__Task prompt__. In the entries below, which lines run from the one containing "tokio::time::sleep(wait).await;" to the one containing "if let Err(e)"? Copy exactly those lines, ends included, and no others.

__Supplied data__.

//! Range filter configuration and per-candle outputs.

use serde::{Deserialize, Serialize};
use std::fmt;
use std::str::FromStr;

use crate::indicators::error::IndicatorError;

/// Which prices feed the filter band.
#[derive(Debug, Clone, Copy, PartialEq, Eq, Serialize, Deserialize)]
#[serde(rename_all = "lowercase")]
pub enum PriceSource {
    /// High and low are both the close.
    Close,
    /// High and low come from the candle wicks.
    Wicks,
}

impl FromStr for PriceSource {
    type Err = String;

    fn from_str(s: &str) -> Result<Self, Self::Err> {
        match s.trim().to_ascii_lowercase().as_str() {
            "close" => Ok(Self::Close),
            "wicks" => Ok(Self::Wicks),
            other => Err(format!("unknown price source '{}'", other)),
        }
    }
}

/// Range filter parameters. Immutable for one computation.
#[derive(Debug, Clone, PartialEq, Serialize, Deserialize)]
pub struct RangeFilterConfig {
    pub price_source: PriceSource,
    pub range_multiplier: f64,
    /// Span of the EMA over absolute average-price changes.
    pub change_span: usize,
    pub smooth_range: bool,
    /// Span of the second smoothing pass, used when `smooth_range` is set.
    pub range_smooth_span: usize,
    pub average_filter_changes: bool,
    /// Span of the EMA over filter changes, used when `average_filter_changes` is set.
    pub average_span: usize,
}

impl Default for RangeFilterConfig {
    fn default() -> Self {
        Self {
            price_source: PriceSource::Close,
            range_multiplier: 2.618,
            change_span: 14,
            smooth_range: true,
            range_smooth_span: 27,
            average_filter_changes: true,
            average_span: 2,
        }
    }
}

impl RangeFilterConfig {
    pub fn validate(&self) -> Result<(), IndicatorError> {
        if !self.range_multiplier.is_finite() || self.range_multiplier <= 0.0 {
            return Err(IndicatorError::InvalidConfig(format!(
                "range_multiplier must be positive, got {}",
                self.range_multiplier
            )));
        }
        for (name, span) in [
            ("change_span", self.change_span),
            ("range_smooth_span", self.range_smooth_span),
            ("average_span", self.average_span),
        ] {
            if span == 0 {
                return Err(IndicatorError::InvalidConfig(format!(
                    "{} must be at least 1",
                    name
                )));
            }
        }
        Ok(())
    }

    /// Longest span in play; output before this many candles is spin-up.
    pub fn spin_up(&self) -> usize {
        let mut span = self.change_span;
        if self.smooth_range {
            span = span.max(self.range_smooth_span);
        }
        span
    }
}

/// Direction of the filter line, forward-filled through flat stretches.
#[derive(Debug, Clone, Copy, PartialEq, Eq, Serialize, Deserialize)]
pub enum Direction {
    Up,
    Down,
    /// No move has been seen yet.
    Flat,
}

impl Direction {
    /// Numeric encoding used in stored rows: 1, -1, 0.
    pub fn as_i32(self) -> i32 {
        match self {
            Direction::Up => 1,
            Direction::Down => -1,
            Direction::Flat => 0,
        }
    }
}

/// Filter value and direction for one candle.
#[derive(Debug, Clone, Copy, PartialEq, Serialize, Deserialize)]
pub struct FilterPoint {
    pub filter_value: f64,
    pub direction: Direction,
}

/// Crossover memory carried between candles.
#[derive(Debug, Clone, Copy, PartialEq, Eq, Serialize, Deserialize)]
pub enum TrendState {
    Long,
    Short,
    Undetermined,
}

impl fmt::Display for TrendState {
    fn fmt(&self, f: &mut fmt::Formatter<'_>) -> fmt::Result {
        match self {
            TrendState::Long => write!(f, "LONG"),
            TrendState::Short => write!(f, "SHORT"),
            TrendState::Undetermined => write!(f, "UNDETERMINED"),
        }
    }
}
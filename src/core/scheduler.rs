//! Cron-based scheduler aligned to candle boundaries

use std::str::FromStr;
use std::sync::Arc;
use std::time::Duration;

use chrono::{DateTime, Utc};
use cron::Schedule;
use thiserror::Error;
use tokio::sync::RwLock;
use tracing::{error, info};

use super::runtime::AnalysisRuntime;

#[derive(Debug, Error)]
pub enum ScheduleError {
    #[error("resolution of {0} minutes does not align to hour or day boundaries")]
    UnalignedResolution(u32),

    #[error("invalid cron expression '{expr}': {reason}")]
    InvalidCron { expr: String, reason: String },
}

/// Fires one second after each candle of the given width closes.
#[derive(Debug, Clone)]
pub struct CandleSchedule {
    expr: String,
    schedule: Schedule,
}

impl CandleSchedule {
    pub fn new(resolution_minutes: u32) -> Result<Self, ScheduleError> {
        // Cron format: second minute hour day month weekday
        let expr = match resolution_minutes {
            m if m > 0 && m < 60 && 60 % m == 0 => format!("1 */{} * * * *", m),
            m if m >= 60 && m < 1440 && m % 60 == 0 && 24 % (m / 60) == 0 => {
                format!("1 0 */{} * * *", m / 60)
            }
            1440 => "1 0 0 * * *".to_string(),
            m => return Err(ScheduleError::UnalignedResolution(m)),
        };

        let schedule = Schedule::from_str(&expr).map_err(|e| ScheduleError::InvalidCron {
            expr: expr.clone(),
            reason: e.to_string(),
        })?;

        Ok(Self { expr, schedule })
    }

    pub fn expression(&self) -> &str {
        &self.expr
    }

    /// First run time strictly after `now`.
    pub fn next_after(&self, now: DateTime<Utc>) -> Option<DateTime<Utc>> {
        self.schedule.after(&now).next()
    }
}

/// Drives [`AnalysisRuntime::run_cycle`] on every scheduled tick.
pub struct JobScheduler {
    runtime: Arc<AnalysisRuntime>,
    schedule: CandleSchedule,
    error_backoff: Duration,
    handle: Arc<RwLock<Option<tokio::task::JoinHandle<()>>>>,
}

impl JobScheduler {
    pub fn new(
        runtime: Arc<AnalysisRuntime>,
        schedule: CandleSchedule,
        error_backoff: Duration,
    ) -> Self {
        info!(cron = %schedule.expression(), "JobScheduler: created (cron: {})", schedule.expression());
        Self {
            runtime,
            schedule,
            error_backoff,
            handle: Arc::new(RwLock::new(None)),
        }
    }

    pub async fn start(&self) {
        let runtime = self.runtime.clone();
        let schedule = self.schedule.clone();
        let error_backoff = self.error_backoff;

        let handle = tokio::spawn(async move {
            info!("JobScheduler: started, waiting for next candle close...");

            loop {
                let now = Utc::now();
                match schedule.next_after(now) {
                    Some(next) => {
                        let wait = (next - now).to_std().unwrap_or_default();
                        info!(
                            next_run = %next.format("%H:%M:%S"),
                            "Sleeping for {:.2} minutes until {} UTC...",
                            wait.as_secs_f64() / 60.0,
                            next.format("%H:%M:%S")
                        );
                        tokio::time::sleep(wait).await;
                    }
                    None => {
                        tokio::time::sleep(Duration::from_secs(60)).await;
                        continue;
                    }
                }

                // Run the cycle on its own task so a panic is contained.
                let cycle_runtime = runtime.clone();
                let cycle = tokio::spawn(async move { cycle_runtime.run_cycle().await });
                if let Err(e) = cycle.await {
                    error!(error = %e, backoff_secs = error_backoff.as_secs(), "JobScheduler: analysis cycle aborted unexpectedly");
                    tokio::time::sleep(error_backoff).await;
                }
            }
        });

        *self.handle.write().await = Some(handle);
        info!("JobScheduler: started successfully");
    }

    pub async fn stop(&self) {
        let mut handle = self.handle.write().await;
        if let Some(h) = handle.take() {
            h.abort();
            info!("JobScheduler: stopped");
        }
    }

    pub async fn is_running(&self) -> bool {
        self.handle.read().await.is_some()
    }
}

__Written answer__.
                        tokio::time::sleep(wait).await;
                    }
                    None => {
                        tokio::time::sleep(Duration::from_secs(60)).await;
                        continue;
                    }
                }

                // Run the cycle on its own task so a panic is contained.
                let cycle_runtime = runtime.clone();
                let cycle = tokio::spawn(async move { cycle_runtime.run_cycle().await });
                if let Err(e) = cycle.await {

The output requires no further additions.